Он быстро запомнил каждого из нас по фамилии. Этому в немалой степени способствовало то, что занятия почти всегда проходили в одном классе, а мы садились на одни и те же места.
Вот взгляд Луценко остановился на мне, и далее следовало: «Comrade Terekhov. Read and translate, perhaps, the text, page fifty-four». Это так должно было быть. А звучало примерно так: «Ну (небольшая пауза), камрид Терехов, рид энд транслейт пэрхэпс зы тэкст, пэйдж фифти фор».
Я поднимался, брал в руки книгу, заранее открытую в нужном месте, и начинал читать. Прочтя нужный текст, я переводил его на русский. С произношением при чтении у меня проблем почти не было. Но когда я к занятиям не готовился, с переводом иногда были проблемы. Точнее, не с переводом, а с расстановкой времени.
Возможно, на начальном этапе обучения я чего-то не понял или не запомнил. И поэтому никак не мог взять в толк, как это в настоящем (и других тоже) времени можно ещё что-то выделить, от чего и слова будут звучать по- разному, и перевод будет разный. И если смысл текста мне всегда был понятен, то разницу в том, что, например, «действие совершается постоянно, или сейчас, или продолжается или…ещё чего-то» я вроде и понимал, но зачем вся эта, извините, «галиматья» в толк взять не мог.

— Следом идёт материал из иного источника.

//! Embernote configuration management

use serde::{Deserialize, Serialize};
use std::path::PathBuf;

/// Main embernote configuration
#[derive(Debug, Clone, Default, Serialize, Deserialize)]
pub struct EmbernoteConfig {
    /// HTTP gateway configuration
    #[serde(default)]
    pub gateway: GatewayConfig,

    /// Identity resolution configuration
    #[serde(default)]
    pub identity: IdentityConfig,

    /// Storage configuration
    #[serde(default)]
    pub storage: StorageConfig,
}

/// HTTP gateway configuration
#[derive(Debug, Clone, Serialize, Deserialize)]
pub struct GatewayConfig {
    /// Host to bind to
    pub host: String,

    /// Port to listen on
    pub port: u16,

    /// Allowed CORS origins (empty = allow any)
    #[serde(default)]
    pub cors_origins: Vec<String>,
}

impl Default for GatewayConfig {
    fn default() -> Self {
        Self {
            host: "127.0.0.1".to_string(),
            port: 8787,
            cors_origins: Vec::new(),
        }
    }
}

/// How the gateway resolves the owner identity of a request
#[derive(Debug, Clone, Copy, PartialEq, Eq, Default, Serialize, Deserialize)]
#[serde(rename_all = "lowercase")]
pub enum IdentityMode {
    /// Every request maps to the configured static owner (single-user dev mode)
    #[default]
    Static,
    /// Owner id is read from a trusted reverse-proxy header
    Header,
}

/// Identity resolution configuration
#[derive(Debug, Clone, Serialize, Deserialize)]
pub struct IdentityConfig {
    /// Resolution mode
    #[serde(default)]
    pub mode: IdentityMode,

    /// Owner id used in `static` mode
    pub static_owner: String,

    /// Header carrying the owner id in `header` mode
    pub header_name: String,
}

impl Default for IdentityConfig {
    fn default() -> Self {
        Self {
            mode: IdentityMode::Static,
            static_owner: "dev-user-001".to_string(),
            header_name: "x-owner-id".to_string(),
        }
    }
}

/// Storage configuration
#[derive(Debug, Clone, Serialize, Deserialize)]
pub struct StorageConfig {
    /// Base directory for all embernote state
    pub base_dir: PathBuf,
}

impl StorageConfig {
    /// Directory holding per-owner note stores
    pub fn notes_dir(&self) -> PathBuf {
        self.base_dir.join("notes")
    }
}

impl Default for StorageConfig {
    fn default() -> Self {
        let base = dirs_next::home_dir()
            .unwrap_or_else(|| PathBuf::from("."))
            .join(".embernote");
        Self { base_dir: base }
    }
}

#[cfg(test)]
mod tests {
    use super::*;

    #[test]
    fn test_default_config() {
        let config = EmbernoteConfig::default();
        assert_eq!(config.gateway.host, "127.0.0.1");
        assert_eq!(config.gateway.port, 8787);
        assert!(config.gateway.cors_origins.is_empty());
        assert_eq!(config.identity.mode, IdentityMode::Static);
        assert_eq!(config.identity.static_owner, "dev-user-001");
        assert!(config.storage.base_dir.ends_with(".embernote"));
    }

    #[test]
    fn test_notes_dir_under_base() {
        let storage = StorageConfig {
            base_dir: PathBuf::from("/tmp/embernote-test"),
        };
        assert_eq!(storage.notes_dir(), PathBuf::from("/tmp/embernote-test/notes"));
    }

    #[test]
    fn test_toml_round_trip() {
        let config = EmbernoteConfig::default();
        let toml = toml::to_string_pretty(&config).unwrap();
        let parsed: EmbernoteConfig = toml::from_str(&toml).unwrap();
        assert_eq!(parsed.gateway.port, config.gateway.port);
        assert_eq!(parsed.identity.static_owner, config.identity.static_owner);
    }

    #[test]
    fn test_partial_toml_uses_defaults() {
        let toml = r#"
            [gateway]
            host = "0.0.0.0"
            port = 9000

            [identity]
            mode = "header"
            static_owner = "dev-user-001"
            header_name = "x-forwarded-user"
        "#;
        let config: EmbernoteConfig = toml::from_str(toml).unwrap();
        assert_eq!(config.gateway.host, "0.0.0.0");
        assert_eq!(config.gateway.port, 9000);
        assert_eq!(config.identity.mode, IdentityMode::Header);
        assert_eq!(config.identity.header_name, "x-forwarded-user");
        // Storage section omitted entirely
        assert!(config.storage.base_dir.ends_with(".embernote"));
    }
}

Учебники, которые нам предлагались, были, как и положено, ориентированы на специфику ВУЗа. И если мы эту специфику понимали, то для Ивана Степановича, по-моему, это был такой же «темный лес» как для меня «времена».
Конечно, он знал, что «ток бывает переменный и постоянный». Но объяснение, почему «трамвай для движения использует постоянный ток» нас, извините, Иван Степанович, насмешило. А он «на полном серьезе» считал, что, если бы трамвай «попытался» двигаться на «переменном токе», то «он бы дергался туда-сюда с частотой пятьдесят герц».

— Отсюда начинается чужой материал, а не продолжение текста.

//! Embernote error types

use thiserror::Error;

/// Embernote error type
#[derive(Error, Debug)]
pub enum Error {
    /// Configuration error
    #[error("Configuration error: {0}")]
    Config(String),

    /// Operation referenced a note absent from the owner's store
    #[error("Not found: {0}")]
    NotFound(String),

    /// Malformed request input
    #[error("Bad request: {0}")]
    BadRequest(String),

    /// IO error
    #[error("IO error: {0}")]
    Io(#[from] std::io::Error),

    /// Serialization error
    #[error("Serialization error: {0}")]
    Serialization(#[from] serde_json::Error),

    /// Internal error
    #[error("Internal error: {0}")]
    Internal(String),
}

/// Result type alias for embernote operations
pub type Result<T> = std::result::Result<T, Error>;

Выслушав перевод он, считая, наверное, что оценку моих знаний «по-английски» я (как, впрочем, и другие) не пойму, делал разбор ответа по-русски. Сделав после ответа небольшую паузу, он протяжно произносил примерно такую фразу:
– Да а а, камрид Терехов, слабовато.
– Я старался, Иван Степанович, – с тоской произносил я в ответ.
– Не сильно старались, камрид Терехов, ситдаун.
Так я и закончил изучение английского языка в институте, не сумев понять «их», английскую, разницу в настоящем, прошедшем и будущем времени.
Мои институтские друзья запомнили фразу Ивана Степановича, и когда у меня что-нибудь не получалось, иногда звучало: «Не сильно старались, камрид Терехов».